Show each line from the records below in which the word "input" occurs.

# Dataset content
────────────────────

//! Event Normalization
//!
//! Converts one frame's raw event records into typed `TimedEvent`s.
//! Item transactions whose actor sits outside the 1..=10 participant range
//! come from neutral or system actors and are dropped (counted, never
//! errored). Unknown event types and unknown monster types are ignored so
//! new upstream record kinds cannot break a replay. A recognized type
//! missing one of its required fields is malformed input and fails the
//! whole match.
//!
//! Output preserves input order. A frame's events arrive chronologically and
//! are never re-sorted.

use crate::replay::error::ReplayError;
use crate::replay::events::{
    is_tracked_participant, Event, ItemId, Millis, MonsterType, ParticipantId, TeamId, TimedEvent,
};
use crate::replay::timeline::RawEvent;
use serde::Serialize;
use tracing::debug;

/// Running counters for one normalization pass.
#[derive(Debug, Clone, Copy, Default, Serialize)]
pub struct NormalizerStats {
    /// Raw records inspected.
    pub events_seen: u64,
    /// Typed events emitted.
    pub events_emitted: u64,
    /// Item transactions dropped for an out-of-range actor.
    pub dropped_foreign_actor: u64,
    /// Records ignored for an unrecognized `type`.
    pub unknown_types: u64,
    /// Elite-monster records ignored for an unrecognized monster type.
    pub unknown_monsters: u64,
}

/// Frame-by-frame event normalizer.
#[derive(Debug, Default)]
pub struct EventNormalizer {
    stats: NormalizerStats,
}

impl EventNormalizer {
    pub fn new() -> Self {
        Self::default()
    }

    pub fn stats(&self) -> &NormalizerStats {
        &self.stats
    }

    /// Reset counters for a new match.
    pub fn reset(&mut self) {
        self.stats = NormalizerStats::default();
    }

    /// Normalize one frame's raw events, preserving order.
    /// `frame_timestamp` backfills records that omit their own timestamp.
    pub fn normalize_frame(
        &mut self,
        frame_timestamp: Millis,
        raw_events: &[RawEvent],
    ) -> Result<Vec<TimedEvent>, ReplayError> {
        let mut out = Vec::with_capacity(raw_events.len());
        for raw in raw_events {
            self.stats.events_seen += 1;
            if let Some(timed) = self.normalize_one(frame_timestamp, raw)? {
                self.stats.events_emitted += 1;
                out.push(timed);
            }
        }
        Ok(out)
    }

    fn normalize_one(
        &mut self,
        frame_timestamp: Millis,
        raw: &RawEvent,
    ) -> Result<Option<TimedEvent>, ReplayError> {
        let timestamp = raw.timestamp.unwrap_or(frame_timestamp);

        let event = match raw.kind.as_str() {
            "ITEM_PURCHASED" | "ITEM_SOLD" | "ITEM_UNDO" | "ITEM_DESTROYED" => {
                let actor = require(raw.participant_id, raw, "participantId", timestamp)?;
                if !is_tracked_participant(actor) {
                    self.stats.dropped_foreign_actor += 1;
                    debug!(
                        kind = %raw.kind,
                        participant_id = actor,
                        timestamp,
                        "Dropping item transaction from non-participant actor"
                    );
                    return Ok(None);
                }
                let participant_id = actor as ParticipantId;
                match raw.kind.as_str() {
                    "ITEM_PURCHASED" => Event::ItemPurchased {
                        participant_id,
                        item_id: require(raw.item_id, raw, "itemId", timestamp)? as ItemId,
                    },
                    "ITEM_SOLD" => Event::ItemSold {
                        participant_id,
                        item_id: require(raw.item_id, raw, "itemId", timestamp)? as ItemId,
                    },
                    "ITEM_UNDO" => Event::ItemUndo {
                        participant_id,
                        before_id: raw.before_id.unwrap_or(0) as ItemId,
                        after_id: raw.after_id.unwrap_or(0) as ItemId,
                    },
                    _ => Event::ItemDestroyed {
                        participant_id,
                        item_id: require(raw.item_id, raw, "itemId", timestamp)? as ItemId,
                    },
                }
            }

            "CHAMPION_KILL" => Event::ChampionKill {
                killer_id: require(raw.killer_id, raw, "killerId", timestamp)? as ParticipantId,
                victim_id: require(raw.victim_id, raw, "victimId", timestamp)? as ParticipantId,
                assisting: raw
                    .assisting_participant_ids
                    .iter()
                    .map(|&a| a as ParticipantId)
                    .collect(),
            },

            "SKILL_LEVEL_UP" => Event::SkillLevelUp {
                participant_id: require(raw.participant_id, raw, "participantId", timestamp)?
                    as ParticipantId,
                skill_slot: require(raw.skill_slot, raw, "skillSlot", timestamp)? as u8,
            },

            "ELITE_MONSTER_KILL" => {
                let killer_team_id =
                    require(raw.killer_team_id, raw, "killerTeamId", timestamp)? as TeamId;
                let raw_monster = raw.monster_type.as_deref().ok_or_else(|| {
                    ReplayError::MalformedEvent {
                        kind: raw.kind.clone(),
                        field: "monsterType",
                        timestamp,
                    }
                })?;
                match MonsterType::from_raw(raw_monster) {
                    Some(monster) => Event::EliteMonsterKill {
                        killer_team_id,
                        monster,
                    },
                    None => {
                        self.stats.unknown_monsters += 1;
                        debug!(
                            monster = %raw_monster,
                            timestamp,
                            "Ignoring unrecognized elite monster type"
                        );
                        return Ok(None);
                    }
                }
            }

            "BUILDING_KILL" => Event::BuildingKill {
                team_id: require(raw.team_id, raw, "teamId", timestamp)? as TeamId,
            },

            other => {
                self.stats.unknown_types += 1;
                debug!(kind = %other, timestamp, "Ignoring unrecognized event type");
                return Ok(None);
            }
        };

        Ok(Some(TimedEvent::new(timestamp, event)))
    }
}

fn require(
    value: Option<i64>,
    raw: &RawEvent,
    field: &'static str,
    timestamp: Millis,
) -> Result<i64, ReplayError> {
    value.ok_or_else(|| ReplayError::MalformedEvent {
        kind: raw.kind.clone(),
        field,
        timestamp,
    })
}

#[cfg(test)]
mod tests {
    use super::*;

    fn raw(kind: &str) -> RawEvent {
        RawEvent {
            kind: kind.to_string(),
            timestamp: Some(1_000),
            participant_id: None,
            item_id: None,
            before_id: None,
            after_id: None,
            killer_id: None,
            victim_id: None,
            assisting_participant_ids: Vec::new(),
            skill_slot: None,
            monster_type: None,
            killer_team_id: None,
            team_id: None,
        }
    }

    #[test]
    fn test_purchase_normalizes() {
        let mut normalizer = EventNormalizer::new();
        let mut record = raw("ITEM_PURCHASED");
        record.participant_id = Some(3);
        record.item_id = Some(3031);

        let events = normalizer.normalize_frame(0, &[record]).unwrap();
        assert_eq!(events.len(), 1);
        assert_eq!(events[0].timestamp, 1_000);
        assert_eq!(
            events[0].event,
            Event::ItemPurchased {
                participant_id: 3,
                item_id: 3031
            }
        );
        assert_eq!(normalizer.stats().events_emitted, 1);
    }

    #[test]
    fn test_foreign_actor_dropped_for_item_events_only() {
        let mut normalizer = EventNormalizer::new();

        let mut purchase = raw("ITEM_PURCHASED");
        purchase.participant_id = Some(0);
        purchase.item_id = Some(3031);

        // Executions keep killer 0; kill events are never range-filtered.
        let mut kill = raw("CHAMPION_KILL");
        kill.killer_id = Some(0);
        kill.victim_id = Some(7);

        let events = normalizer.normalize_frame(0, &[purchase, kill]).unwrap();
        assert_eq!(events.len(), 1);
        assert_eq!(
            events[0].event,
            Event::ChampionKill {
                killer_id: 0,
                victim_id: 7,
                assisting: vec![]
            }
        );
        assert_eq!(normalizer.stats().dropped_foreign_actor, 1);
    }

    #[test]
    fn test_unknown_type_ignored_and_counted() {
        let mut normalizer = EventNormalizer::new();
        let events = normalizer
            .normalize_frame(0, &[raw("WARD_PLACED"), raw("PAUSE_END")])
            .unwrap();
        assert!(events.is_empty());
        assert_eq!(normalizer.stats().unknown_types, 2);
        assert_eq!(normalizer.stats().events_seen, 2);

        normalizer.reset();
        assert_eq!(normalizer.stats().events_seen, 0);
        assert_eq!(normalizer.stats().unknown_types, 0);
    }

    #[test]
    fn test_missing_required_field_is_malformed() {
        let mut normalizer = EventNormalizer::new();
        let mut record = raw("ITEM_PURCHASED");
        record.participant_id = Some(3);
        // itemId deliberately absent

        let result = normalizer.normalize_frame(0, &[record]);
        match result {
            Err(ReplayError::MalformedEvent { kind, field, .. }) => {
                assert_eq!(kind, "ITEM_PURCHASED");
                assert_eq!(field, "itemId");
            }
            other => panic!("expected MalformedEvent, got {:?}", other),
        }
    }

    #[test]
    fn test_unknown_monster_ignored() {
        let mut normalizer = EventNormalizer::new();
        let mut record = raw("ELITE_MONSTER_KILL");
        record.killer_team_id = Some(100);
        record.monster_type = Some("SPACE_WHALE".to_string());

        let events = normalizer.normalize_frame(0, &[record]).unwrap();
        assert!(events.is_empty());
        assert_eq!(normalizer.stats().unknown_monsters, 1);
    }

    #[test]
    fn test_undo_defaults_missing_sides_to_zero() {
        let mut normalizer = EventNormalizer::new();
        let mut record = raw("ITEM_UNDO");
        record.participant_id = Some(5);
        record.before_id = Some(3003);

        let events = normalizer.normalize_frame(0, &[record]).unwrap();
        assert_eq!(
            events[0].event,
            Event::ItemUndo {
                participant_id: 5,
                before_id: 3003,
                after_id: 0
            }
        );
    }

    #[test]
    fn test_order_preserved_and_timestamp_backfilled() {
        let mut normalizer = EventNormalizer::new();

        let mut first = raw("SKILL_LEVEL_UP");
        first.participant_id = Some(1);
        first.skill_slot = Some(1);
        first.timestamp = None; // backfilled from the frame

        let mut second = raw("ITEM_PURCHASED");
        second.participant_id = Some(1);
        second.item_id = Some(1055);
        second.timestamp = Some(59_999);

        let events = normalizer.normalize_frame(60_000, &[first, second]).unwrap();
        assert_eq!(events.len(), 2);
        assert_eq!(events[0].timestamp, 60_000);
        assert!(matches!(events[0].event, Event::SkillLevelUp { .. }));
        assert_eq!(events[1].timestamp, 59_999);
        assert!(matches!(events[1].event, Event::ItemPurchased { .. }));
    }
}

────────────────────

# Problem solution
//! missing one of its required fields is malformed input and fails the
//! Output preserves input order. A frame's events arrive chronologically and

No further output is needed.